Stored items
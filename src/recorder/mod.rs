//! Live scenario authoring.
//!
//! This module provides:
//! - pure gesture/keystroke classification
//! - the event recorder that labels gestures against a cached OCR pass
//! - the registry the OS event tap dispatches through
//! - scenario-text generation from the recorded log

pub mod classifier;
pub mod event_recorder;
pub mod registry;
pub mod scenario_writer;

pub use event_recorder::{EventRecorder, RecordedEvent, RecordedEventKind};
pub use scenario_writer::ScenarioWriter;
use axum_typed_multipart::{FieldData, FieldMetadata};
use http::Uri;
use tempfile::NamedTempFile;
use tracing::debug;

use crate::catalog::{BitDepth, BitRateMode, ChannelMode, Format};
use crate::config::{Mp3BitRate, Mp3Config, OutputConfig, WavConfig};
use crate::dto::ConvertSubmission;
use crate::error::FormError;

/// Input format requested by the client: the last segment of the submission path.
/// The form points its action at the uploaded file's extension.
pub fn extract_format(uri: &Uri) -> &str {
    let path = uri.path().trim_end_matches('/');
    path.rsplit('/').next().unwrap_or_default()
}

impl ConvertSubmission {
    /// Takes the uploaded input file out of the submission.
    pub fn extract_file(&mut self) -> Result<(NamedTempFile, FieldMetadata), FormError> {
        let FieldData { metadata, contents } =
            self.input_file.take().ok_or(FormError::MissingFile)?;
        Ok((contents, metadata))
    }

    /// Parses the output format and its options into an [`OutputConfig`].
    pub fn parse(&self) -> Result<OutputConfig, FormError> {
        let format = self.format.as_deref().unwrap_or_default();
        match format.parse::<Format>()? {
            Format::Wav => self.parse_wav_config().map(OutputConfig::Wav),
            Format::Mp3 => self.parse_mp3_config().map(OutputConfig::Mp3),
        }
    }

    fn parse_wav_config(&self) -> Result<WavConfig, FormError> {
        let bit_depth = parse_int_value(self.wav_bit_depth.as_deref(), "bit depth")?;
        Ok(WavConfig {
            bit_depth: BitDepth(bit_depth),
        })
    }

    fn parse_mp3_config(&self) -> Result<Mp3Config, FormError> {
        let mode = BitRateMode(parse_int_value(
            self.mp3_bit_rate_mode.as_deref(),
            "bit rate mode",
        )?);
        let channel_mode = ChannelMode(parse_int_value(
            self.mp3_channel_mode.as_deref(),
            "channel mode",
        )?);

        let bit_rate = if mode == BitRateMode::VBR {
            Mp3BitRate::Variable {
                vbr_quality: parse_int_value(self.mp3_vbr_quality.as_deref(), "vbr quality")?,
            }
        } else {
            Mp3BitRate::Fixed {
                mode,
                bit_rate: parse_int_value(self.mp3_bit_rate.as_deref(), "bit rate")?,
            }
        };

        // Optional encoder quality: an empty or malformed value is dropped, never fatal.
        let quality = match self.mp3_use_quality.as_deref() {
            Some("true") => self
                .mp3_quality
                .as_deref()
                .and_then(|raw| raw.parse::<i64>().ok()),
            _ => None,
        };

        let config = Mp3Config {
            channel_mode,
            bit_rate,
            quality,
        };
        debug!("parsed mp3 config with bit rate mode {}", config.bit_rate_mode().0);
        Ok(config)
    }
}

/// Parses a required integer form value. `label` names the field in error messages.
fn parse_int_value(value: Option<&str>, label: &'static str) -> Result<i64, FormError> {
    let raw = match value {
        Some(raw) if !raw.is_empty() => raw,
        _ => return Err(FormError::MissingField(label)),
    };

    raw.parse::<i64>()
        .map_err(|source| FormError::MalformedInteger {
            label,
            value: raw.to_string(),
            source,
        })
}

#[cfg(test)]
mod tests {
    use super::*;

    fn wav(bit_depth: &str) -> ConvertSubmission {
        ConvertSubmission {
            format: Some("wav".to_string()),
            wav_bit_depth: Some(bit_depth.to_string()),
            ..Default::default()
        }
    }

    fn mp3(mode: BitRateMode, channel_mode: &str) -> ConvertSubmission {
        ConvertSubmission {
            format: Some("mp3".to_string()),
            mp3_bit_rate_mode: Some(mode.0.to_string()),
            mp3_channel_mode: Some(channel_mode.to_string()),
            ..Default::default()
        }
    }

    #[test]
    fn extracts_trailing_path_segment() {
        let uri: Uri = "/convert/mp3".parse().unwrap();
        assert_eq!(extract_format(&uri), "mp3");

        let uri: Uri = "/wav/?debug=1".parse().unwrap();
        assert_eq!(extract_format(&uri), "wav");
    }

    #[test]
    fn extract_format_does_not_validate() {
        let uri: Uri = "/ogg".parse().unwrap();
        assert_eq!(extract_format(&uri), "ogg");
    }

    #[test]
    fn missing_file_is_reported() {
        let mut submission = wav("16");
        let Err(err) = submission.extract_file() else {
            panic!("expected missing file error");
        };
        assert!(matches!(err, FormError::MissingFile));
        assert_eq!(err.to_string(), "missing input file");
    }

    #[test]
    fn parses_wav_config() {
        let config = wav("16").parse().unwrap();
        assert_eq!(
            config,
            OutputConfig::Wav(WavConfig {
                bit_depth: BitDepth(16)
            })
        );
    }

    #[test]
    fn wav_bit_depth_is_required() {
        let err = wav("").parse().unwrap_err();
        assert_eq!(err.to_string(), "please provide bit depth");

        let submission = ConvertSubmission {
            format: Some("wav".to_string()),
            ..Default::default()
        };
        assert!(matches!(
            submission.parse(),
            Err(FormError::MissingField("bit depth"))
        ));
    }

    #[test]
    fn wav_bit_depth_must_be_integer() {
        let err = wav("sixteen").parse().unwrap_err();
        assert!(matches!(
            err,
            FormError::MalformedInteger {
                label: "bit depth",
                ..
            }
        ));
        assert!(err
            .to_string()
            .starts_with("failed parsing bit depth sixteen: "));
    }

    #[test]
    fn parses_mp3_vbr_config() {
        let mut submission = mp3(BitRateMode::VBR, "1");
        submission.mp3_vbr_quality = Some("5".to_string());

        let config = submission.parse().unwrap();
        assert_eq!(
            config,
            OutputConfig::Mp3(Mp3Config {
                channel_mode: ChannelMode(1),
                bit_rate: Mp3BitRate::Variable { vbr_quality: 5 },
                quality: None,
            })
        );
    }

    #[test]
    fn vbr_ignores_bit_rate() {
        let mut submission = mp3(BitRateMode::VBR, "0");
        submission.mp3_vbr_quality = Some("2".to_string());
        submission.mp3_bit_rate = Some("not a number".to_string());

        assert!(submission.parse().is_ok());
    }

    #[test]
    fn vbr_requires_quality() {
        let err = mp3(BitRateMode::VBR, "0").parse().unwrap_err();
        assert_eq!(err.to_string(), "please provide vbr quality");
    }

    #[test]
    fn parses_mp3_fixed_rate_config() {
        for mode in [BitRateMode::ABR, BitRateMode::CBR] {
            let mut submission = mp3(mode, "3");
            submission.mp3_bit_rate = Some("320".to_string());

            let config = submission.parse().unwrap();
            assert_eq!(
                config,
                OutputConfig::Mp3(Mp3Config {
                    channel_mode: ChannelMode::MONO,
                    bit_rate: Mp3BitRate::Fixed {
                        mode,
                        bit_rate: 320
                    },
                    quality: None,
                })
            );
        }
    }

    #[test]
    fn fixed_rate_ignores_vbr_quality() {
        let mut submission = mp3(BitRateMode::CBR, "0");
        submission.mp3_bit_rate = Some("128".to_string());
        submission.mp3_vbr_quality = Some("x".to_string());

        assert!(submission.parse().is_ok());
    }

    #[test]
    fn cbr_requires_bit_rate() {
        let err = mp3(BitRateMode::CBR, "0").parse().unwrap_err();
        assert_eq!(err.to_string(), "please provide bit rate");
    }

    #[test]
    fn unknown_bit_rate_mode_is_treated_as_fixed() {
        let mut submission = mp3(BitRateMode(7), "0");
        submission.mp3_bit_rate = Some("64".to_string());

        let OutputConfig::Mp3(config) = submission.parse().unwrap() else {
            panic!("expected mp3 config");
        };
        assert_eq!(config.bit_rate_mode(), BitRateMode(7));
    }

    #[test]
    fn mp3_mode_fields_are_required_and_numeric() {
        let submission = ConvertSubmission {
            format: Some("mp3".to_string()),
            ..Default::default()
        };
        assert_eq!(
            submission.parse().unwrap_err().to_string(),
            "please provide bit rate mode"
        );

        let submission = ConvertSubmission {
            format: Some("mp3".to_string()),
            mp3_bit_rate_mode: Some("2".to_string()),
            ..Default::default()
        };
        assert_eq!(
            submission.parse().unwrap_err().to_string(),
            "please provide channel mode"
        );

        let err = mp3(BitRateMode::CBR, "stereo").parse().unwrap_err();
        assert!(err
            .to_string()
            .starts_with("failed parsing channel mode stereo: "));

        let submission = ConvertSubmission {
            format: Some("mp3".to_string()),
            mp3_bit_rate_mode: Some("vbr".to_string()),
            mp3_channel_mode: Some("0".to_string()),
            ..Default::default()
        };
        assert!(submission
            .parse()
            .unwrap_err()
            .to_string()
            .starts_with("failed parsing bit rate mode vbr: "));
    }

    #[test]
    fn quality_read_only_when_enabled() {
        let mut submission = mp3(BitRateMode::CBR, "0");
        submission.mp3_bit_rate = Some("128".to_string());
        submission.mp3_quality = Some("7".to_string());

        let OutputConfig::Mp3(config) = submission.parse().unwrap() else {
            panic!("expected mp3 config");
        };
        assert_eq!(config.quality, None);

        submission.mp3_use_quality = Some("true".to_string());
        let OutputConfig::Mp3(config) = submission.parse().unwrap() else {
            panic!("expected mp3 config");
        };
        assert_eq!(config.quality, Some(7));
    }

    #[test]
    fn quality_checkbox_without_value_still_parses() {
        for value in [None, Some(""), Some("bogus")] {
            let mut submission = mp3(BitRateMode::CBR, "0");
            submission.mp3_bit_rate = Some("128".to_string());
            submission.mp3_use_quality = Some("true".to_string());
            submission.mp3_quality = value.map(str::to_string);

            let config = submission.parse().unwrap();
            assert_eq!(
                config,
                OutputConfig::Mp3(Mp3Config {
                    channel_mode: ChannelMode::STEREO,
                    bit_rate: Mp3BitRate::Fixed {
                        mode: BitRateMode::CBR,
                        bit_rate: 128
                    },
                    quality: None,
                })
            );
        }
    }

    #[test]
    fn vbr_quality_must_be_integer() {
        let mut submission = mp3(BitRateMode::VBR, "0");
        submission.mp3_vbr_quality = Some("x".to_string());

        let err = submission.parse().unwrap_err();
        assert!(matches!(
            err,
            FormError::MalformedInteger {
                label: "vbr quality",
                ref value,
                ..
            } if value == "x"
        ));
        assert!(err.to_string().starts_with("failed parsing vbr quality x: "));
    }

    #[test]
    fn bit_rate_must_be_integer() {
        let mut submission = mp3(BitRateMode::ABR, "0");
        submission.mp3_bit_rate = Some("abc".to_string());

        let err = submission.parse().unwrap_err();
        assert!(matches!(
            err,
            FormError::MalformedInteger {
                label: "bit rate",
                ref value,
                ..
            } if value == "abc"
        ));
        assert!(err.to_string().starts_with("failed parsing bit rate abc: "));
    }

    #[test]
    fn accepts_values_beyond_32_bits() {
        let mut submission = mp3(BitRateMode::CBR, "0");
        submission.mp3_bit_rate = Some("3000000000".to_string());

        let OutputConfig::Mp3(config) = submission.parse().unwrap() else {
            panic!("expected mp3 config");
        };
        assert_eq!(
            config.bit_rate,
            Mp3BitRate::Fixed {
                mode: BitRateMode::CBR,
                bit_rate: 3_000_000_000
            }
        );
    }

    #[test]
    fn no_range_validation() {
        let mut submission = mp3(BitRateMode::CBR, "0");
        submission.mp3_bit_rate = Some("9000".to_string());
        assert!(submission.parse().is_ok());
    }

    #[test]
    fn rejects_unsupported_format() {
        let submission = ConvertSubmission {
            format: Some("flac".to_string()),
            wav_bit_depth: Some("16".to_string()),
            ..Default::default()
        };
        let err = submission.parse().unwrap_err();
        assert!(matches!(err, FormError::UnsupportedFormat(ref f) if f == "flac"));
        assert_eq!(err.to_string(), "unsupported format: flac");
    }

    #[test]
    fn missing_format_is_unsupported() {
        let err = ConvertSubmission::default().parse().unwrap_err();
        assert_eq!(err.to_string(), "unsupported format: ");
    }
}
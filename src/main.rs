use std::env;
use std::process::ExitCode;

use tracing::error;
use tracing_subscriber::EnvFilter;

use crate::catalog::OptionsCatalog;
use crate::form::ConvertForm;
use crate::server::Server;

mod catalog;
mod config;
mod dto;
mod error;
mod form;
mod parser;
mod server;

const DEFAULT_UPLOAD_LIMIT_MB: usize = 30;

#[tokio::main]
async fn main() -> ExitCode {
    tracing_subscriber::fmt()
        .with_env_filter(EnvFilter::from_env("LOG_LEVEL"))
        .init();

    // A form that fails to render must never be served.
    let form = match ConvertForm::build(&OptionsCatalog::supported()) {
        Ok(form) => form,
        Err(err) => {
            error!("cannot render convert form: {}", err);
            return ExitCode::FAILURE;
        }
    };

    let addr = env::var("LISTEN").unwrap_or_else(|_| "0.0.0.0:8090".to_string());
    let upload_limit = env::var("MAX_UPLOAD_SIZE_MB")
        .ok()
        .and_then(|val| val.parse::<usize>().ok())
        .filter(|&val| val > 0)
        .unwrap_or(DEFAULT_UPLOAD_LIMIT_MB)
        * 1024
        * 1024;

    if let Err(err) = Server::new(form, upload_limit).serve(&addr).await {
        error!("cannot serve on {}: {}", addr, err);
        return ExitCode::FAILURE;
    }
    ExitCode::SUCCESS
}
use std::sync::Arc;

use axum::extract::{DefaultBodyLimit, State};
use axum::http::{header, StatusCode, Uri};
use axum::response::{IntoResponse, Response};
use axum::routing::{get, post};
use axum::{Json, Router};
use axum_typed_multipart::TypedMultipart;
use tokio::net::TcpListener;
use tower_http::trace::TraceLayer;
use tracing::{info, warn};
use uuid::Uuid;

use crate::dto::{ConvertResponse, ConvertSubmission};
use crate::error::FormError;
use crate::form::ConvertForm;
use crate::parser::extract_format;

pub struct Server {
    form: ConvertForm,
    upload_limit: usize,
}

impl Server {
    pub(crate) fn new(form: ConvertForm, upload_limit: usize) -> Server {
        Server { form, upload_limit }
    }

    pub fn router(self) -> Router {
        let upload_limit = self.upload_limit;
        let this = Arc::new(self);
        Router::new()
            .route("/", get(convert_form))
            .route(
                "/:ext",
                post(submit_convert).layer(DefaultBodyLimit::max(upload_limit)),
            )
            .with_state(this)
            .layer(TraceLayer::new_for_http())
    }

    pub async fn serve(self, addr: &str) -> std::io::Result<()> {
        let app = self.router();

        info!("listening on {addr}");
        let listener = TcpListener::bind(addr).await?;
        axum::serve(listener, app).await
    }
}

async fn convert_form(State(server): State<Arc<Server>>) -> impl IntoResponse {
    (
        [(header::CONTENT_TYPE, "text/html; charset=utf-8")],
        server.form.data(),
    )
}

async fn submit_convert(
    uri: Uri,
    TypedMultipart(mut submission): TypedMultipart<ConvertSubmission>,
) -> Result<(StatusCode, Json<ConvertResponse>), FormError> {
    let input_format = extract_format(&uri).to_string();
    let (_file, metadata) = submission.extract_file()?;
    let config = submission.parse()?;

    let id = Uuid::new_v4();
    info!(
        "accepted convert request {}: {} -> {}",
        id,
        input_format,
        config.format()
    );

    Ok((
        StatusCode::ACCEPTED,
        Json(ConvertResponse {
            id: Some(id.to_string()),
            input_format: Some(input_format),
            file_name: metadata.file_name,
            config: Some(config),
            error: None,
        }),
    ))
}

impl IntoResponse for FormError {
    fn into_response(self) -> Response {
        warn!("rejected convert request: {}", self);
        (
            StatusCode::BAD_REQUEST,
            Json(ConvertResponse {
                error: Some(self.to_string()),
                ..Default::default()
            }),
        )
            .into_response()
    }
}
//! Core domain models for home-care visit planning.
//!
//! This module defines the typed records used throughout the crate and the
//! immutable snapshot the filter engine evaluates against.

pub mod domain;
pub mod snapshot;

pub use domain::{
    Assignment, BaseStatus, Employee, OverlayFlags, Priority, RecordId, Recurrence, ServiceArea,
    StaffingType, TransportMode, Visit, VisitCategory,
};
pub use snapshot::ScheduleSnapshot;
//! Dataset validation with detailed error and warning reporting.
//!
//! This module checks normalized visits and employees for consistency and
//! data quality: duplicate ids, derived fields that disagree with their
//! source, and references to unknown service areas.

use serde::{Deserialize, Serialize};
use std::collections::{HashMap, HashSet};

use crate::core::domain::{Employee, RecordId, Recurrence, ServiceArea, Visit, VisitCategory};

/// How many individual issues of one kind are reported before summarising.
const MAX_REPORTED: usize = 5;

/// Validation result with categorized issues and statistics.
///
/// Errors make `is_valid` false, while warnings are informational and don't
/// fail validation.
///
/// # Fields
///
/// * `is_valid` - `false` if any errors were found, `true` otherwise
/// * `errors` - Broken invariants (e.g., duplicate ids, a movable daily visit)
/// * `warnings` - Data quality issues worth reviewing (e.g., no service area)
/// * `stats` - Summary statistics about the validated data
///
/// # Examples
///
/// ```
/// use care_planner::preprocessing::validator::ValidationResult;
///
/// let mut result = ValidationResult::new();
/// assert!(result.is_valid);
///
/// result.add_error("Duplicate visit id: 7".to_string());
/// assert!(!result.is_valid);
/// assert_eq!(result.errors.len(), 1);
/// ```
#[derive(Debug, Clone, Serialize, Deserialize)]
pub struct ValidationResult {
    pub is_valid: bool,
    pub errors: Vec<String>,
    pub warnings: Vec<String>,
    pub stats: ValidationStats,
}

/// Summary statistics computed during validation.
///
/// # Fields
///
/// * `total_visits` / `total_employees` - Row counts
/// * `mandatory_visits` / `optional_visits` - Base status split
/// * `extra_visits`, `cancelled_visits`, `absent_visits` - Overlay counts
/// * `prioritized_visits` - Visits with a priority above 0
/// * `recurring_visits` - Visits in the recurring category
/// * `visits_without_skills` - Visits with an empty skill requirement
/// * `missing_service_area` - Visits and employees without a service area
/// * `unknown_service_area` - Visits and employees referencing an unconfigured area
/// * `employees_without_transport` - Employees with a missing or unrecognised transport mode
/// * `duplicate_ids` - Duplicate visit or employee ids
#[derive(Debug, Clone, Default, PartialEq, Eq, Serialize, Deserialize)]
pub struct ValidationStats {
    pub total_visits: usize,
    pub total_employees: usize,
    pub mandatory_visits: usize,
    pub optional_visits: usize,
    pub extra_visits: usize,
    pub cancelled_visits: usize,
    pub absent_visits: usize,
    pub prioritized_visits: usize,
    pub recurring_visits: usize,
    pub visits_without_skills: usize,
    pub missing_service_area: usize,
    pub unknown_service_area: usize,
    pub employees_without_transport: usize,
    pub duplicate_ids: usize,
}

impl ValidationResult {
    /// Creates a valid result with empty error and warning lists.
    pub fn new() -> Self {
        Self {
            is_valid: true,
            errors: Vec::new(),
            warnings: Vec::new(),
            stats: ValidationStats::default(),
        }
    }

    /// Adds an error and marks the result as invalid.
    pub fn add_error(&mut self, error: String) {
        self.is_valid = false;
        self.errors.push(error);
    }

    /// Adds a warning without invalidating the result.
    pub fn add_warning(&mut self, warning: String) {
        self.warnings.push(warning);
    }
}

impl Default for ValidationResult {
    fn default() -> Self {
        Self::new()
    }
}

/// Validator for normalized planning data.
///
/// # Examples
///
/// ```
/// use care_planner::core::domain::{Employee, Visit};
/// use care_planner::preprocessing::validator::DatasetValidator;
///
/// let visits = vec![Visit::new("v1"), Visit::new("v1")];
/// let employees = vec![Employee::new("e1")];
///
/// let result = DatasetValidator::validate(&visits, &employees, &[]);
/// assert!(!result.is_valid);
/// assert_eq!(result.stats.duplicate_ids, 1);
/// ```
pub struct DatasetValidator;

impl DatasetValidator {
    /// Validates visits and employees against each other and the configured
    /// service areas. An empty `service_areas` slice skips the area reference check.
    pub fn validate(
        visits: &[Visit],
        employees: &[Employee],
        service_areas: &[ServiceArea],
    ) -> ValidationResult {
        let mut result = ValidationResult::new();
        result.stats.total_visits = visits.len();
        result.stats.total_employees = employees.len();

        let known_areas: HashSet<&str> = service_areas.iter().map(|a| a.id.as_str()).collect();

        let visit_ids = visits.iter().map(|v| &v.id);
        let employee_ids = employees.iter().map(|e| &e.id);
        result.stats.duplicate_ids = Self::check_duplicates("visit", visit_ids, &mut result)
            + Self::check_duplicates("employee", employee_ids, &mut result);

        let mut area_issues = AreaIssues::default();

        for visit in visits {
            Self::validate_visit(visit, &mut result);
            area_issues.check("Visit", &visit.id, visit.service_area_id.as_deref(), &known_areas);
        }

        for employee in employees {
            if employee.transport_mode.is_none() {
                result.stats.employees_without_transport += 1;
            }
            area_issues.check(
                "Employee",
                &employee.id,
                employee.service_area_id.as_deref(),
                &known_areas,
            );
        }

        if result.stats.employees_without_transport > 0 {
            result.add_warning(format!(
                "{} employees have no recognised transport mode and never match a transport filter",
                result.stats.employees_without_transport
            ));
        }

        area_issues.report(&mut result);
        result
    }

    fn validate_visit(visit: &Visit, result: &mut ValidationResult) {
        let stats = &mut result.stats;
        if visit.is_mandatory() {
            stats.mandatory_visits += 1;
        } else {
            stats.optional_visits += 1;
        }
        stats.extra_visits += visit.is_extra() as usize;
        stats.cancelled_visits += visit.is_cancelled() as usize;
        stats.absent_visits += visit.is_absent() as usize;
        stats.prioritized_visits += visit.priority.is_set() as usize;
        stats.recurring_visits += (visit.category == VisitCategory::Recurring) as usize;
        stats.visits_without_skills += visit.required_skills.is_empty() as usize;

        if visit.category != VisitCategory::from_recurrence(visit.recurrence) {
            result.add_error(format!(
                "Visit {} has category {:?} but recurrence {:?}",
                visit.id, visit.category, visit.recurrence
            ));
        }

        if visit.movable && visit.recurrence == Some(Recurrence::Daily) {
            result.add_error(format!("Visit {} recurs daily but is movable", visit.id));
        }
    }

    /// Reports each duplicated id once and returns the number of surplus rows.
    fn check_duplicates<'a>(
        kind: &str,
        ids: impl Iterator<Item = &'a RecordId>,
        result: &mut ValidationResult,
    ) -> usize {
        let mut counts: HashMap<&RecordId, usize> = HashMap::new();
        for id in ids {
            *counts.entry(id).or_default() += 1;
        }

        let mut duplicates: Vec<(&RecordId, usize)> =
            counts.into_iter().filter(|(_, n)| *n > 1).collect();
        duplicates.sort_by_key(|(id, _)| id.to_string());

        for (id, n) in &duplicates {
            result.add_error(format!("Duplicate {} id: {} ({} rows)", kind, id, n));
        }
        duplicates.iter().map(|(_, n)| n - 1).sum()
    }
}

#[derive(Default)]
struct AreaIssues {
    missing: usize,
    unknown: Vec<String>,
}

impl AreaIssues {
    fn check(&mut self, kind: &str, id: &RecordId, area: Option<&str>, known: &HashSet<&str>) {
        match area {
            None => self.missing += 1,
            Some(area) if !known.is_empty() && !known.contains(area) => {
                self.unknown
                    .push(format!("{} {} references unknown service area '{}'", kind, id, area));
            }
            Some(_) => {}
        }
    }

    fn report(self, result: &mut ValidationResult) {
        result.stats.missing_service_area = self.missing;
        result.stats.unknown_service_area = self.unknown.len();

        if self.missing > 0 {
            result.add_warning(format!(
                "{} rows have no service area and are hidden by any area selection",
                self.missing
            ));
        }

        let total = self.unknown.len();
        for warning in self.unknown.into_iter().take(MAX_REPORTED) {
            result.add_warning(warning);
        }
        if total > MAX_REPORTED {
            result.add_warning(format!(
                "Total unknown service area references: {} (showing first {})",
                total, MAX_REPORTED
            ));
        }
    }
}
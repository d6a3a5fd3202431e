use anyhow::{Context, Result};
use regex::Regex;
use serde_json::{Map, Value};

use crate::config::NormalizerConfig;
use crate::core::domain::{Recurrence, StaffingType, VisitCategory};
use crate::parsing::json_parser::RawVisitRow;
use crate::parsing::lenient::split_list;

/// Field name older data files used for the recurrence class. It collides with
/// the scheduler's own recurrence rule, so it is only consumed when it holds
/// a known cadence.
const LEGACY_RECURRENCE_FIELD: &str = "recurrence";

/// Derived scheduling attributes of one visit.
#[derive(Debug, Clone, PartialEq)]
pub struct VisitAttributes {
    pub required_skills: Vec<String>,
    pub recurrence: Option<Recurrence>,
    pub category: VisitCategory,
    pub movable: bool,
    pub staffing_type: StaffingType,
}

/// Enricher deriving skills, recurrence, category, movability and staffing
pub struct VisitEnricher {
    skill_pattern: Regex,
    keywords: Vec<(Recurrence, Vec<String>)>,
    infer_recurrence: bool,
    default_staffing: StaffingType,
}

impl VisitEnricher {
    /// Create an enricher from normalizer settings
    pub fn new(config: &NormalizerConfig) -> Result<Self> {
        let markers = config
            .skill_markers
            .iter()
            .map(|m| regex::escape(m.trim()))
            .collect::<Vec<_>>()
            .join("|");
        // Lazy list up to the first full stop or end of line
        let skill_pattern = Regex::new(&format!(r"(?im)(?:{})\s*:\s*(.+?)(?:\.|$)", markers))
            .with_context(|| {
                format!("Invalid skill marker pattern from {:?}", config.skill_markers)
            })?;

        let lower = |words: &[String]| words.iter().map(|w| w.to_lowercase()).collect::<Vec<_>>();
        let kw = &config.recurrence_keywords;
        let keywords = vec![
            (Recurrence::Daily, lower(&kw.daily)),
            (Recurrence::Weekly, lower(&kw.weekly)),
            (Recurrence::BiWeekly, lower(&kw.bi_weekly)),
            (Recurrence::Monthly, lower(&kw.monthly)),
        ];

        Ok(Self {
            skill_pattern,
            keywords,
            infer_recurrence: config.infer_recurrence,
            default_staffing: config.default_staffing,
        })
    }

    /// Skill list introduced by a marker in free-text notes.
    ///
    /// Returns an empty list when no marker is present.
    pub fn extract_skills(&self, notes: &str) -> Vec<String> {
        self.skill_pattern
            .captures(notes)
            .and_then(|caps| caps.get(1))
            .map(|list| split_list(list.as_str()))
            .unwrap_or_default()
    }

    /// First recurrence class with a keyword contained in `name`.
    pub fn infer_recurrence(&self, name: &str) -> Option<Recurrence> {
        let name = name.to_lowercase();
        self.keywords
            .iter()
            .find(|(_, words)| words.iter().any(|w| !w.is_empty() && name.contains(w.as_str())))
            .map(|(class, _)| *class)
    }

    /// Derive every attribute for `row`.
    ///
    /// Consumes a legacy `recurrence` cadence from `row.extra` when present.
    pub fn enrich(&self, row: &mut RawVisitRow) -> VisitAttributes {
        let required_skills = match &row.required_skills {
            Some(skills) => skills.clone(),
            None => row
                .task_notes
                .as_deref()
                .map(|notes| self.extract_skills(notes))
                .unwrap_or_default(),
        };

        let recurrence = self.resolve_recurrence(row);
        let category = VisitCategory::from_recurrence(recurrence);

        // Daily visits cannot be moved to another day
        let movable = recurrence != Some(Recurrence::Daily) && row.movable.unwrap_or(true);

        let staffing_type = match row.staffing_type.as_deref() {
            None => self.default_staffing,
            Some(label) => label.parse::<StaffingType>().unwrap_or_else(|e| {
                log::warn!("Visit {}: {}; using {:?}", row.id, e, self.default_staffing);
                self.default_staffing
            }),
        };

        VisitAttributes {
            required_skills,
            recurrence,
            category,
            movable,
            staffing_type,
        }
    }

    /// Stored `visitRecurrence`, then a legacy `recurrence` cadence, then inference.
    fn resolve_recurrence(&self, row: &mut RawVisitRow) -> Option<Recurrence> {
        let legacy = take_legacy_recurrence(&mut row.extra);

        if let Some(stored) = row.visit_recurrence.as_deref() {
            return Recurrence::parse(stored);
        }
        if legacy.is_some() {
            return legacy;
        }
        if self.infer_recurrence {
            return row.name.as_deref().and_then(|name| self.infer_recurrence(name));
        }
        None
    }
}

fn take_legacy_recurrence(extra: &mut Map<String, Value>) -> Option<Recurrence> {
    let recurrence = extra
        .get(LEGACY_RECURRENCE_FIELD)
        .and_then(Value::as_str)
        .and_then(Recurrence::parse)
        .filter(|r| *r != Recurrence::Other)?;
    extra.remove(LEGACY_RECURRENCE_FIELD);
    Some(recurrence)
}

→ DIRECTIONS
Which lines above hold the string "domain"? Copy each of them.

→ EXERCISE OUTPUT
//! Core domain models for home-care visit planning.
pub mod domain;
pub use domain::{
use crate::core::domain::{Employee, RecordId, Recurrence, ServiceArea, Visit, VisitCategory};
/// use care_planner::core::domain::{Employee, Visit};
use crate::core::domain::{Recurrence, StaffingType, VisitCategory};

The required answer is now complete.